Différentes échelles pour analyser le savoir

Dans cette analyse, nous suivons Tiberghien et al. (2007a) pour préciser notre position vis-à-vis de l’analyse des savoirs enseignés. « Nous proposons de situer l’échelle temporelle des phénomènes que nous cherchons à déterminer. Pour cela nous suivons Mercier et al. (2005) qui considèrent que « chaque système produit son temps propre ». En d’autres termes, chaque système a sa propre échelle de temps. Le système éducatif de l’enseignement primaire et secondaire d’un pays, au moins en France et au Sénégal, dépend du gouvernement. Il comporte une succession d’années scolaires avec un programme officiel par année (et par filière). Mercier et al. (2005) nomme ce temps « le temps scholastique ». Ainsi ce temps se rythme par année scolaire et s’étend dans les pays européens sur une durée de 12 à 13 ans (12 années en France du CP à la terminale). Les programmes officiels déterminent le savoir à enseigner ainsi qu’une progression du contenu d’enseignement par année. En revanche, la progression par séance d’enseignement dans une classe se fait sous la responsabilité du professeur. Ce rythme d’introduction des nouveaux éléments du savoir enseigné est spécifique d’une classe. Mercier et al. (2005) nomment ce temps, « le temps didactique », qui est attaché au système classe. Chaque échelle de temps est située par rapport au temps physique» (p. 101-102). Le système temporelle est représenté par le tableau 1. 

Tableau 1 : échelles de temps selon les systèmes et la granularité de l’analyse;
Sous le contrôle de Temps du système Échelle de temps
Système éducatif (pays, région)
Temps scolastique Macroscopique
Année académique: Programme officiel selon les niveaux Année, Mois
Classe
Temps didactique Mésoscopique
Thème, Sub-thème, rythme d’introduction de nouveaux éléments de savoir Heure, minute
Classe, professeur ou élèves
Temps d’un énoncé, d’un geste Microscopique
Niveau fin de granularité de l’analyse Minute, seconde,

Chaque échelle de temps est donnée avec le temps physique. (Mercier et al les deux premières lignes et Tiberghien la troisième ligne).

Dans ce tableau, une troisième échelle de temps est proposée (Tiberghien, 2007 a), il ne s’agit plus du « temps propre » d’un système.
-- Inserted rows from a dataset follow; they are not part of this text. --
//! Typed rows for the content-store tables, parsed at the boundary.
//!
//! The hosted backend hands back loosely-shaped JSON; every table gets an
//! explicit row struct here plus insert/patch payloads, so nothing downstream
//! ever touches an untyped blob. Field validation lives next to the payloads
//! and runs before any network call.

use chrono::{DateTime, Utc};
use once_cell::sync::Lazy;
use regex::Regex;
use serde::{Deserialize, Serialize};

use crate::error::{AppError, AppResult};

pub const TABLE_ADMIN_USERS: &str = "admin_users";
pub const TABLE_CLIMATE_CONTENT: &str = "climate_content";
pub const TABLE_BLOG_POSTS: &str = "blog_posts";
pub const TABLE_GALLERY: &str = "gallery";
pub const TABLE_DATA_SOURCES: &str = "data_sources";

/// Minimal address shape check, applied before credentials leave the process.
static EMAIL_RE: Lazy<Regex> =
    Lazy::new(|| Regex::new(r"^[^@\s]+@[^@\s]+\.[^@\s]+$").expect("email regex"));

pub const MIN_PASSWORD_LEN: usize = 6;

pub fn is_valid_email(email: &str) -> bool {
    EMAIL_RE.is_match(email)
}

pub fn is_valid_password(password: &str) -> bool {
    password.chars().count() >= MIN_PASSWORD_LEN
}

fn require_non_empty(field: &str, value: &str) -> AppResult<()> {
    if value.trim().is_empty() {
        return Err(AppError::validation(
            format!("{field}_required"),
            format!("{field} must not be empty"),
        ));
    }
    Ok(())
}

/// Marker row for a privileged user. Created out-of-band; read-only here.
#[derive(Debug, Clone, Serialize, Deserialize, PartialEq)]
pub struct AdminUser {
    pub id: String,
    pub email: String,
    #[serde(default)]
    pub is_super_admin: bool,
    pub created_at: DateTime<Utc>,
}

/// Informational article shown on the public climate pages.
#[derive(Debug, Clone, Serialize, Deserialize, PartialEq)]
pub struct Article {
    pub id: String,
    pub title: String,
    pub content: String,
    pub category: String,
    #[serde(default)]
    pub source_url: Option<String>,
    pub created_at: DateTime<Utc>,
    pub last_updated: DateTime<Utc>,
}

#[derive(Debug, Clone, Serialize, Deserialize)]
pub struct NewArticle {
    pub title: String,
    pub content: String,
    pub category: String,
    #[serde(skip_serializing_if = "Option::is_none")]
    pub source_url: Option<String>,
}

impl NewArticle {
    pub fn validate(&self) -> AppResult<()> {
        require_non_empty("title", &self.title)?;
        require_non_empty("content", &self.content)?;
        require_non_empty("category", &self.category)
    }
}

#[derive(Debug, Clone, Default, Serialize, Deserialize)]
pub struct ArticlePatch {
    #[serde(skip_serializing_if = "Option::is_none")]
    pub title: Option<String>,
    #[serde(skip_serializing_if = "Option::is_none")]
    pub content: Option<String>,
    #[serde(skip_serializing_if = "Option::is_none")]
    pub category: Option<String>,
    #[serde(skip_serializing_if = "Option::is_none")]
    pub source_url: Option<String>,
}

impl ArticlePatch {
    pub fn validate(&self) -> AppResult<()> {
        for (field, value) in [
            ("title", &self.title),
            ("content", &self.content),
            ("category", &self.category),
        ] {
            if let Some(v) = value {
                require_non_empty(field, v)?;
            }
        }
        Ok(())
    }
}

#[derive(Debug, Clone, Serialize, Deserialize, PartialEq)]
pub struct BlogPost {
    pub id: String,
    pub title: String,
    pub content: String,
    pub author: String,
    pub category: String,
    #[serde(default)]
    pub image_url: Option<String>,
    pub created_at: DateTime<Utc>,
    pub updated_at: DateTime<Utc>,
}

#[derive(Debug, Clone, Serialize, Deserialize)]
pub struct NewBlogPost {
    pub title: String,
    pub content: String,
    pub author: String,
    pub category: String,
    #[serde(skip_serializing_if = "Option::is_none")]
    pub image_url: Option<String>,
}

impl NewBlogPost {
    pub fn validate(&self) -> AppResult<()> {
        require_non_empty("title", &self.title)?;
        require_non_empty("content", &self.content)?;
        require_non_empty("author", &self.author)?;
        require_non_empty("category", &self.category)
    }
}

#[derive(Debug, Clone, Default, Serialize, Deserialize)]
pub struct BlogPostPatch {
    #[serde(skip_serializing_if = "Option::is_none")]
    pub title: Option<String>,
    #[serde(skip_serializing_if = "Option::is_none")]
    pub content: Option<String>,
    #[serde(skip_serializing_if = "Option::is_none")]
    pub author: Option<String>,
    #[serde(skip_serializing_if = "Option::is_none")]
    pub category: Option<String>,
    #[serde(skip_serializing_if = "Option::is_none")]
    pub image_url: Option<String>,
}

impl BlogPostPatch {
    pub fn validate(&self) -> AppResult<()> {
        for (field, value) in [
            ("title", &self.title),
            ("content", &self.content),
            ("author", &self.author),
            ("category", &self.category),
        ] {
            if let Some(v) = value {
                require_non_empty(field, v)?;
            }
        }
        Ok(())
    }
}

#[derive(Debug, Clone, Serialize, Deserialize, PartialEq)]
pub struct GalleryItem {
    pub id: String,
    pub title: String,
    #[serde(default)]
    pub description: Option<String>,
    pub image_url: String,
    pub created_at: DateTime<Utc>,
}

#[derive(Debug, Clone, Serialize, Deserialize)]
pub struct NewGalleryItem {
    pub title: String,
    #[serde(skip_serializing_if = "Option::is_none")]
    pub description: Option<String>,
    pub image_url: String,
}

impl NewGalleryItem {
    pub fn validate(&self) -> AppResult<()> {
        require_non_empty("title", &self.title)?;
        require_non_empty("image_url", &self.image_url)
    }
}

/// Descriptor for an external data feed the chatbot may reference.
#[derive(Debug, Clone, Serialize, Deserialize, PartialEq)]
pub struct DataSource {
    pub id: String,
    pub name: String,
    pub url: String,
    pub category: String,
    #[serde(default)]
    pub description: Option<String>,
    #[serde(default)]
    pub api_endpoint: Option<String>,
    #[serde(default)]
    pub last_fetched: Option<DateTime<Utc>>,
    pub created_at: DateTime<Utc>,
}

#[derive(Debug, Clone, Serialize, Deserialize)]
pub struct NewDataSource {
    pub name: String,
    pub url: String,
    pub category: String,
    #[serde(skip_serializing_if = "Option::is_none")]
    pub description: Option<String>,
    #[serde(skip_serializing_if = "Option::is_none")]
    pub api_endpoint: Option<String>,
}

impl NewDataSource {
    pub fn validate(&self) -> AppResult<()> {
        require_non_empty("name", &self.name)?;
        require_non_empty("url", &self.url)?;
        require_non_empty("category", &self.category)?;
        if !self.url.starts_with("http://") && !self.url.starts_with("https://") {
            return Err(AppError::validation("url_invalid", "url must be an http(s) address"));
        }
        Ok(())
    }
}

#[derive(Debug, Clone, Default, Serialize, Deserialize)]
pub struct DataSourcePatch {
    #[serde(skip_serializing_if = "Option::is_none")]
    pub name: Option<String>,
    #[serde(skip_serializing_if = "Option::is_none")]
    pub url: Option<String>,
    #[serde(skip_serializing_if = "Option::is_none")]
    pub category: Option<String>,
    #[serde(skip_serializing_if = "Option::is_none")]
    pub description: Option<String>,
    #[serde(skip_serializing_if = "Option::is_none")]
    pub api_endpoint: Option<String>,
    #[serde(skip_serializing_if = "Option::is_none")]
    pub last_fetched: Option<DateTime<Utc>>,
}

impl DataSourcePatch {
    pub fn validate(&self) -> AppResult<()> {
        for (field, value) in [("name", &self.name), ("url", &self.url), ("category", &self.category)] {
            if let Some(v) = value {
                require_non_empty(field, v)?;
            }
        }
        Ok(())
    }
}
Cette échelle correspond à celle de l’analyse du chercheur à un niveau de granularité plus fin. Pour caractériser une classe et ainsi la comparer à d’autres, le chercheur va étudier les événements de la classe à une échelle de temps et d’espace plus fine qui se situe autour de la seconde. L’échelle temporelle sera celle des énoncés ou des gestes des personnes et l’échelle spatiale, celle des événements intervenant les interactions élèves-professeurs, élèves-élèves.

Nous adoptons ainsi dans notre analyse trois échelles : macro, méso et micro. Cependant l’analyse au niveau microscopique diffère de celle présentée ci-dessus. Comme nous le précisons dans la méthodologie nous nous centrons sur les mots ou expressions utilisées dans la classe en lien avec l’objet d’étude du moment, notre analyse est donc essentiellement sémantique et lexicale. On peut noter que les didacticiens français des mathématiques ont principalement théorisé l’échelle méso. Dans les recherches en didactique des sciences, les travaux sur l’évolution des conceptions se situent à l’échelle de l’année académique ou à celle de quelques séances, les productions sont analysées essentiellement à une échelle mésoscopique alors que les « travaux sur l’évolution des élèves tout au long d’un enseignement se situent à l’échelle  microscopique et remontent à l’échelle mésoscopique » (Tiberghien, 2007 a).

De sorte que dans notre analyse du savoir, nous débutons par l’analyse des programmes (les savoirs à enseigner) des deux pays que nous situons, en référence à Mercier et al (2005) au niveau macroscopique. Ensuite nous nous intéressons aux savoirs effectivement enseignés, en prenant le thème comme unité d’analyse, dans ce cas nous nous situons au niveau mésoscopique. Le troisième type d’analyse porte également sur le savoir enseigné et se situe au niveau microscopique, l’unité d’analyse est le mot (ou une expression) que nous regroupons selon l’objet d’étude. Comme nous le présentons ci-dessous, les mots et expressions seront utilisés dans un outil qui permet de comparer les deux classes.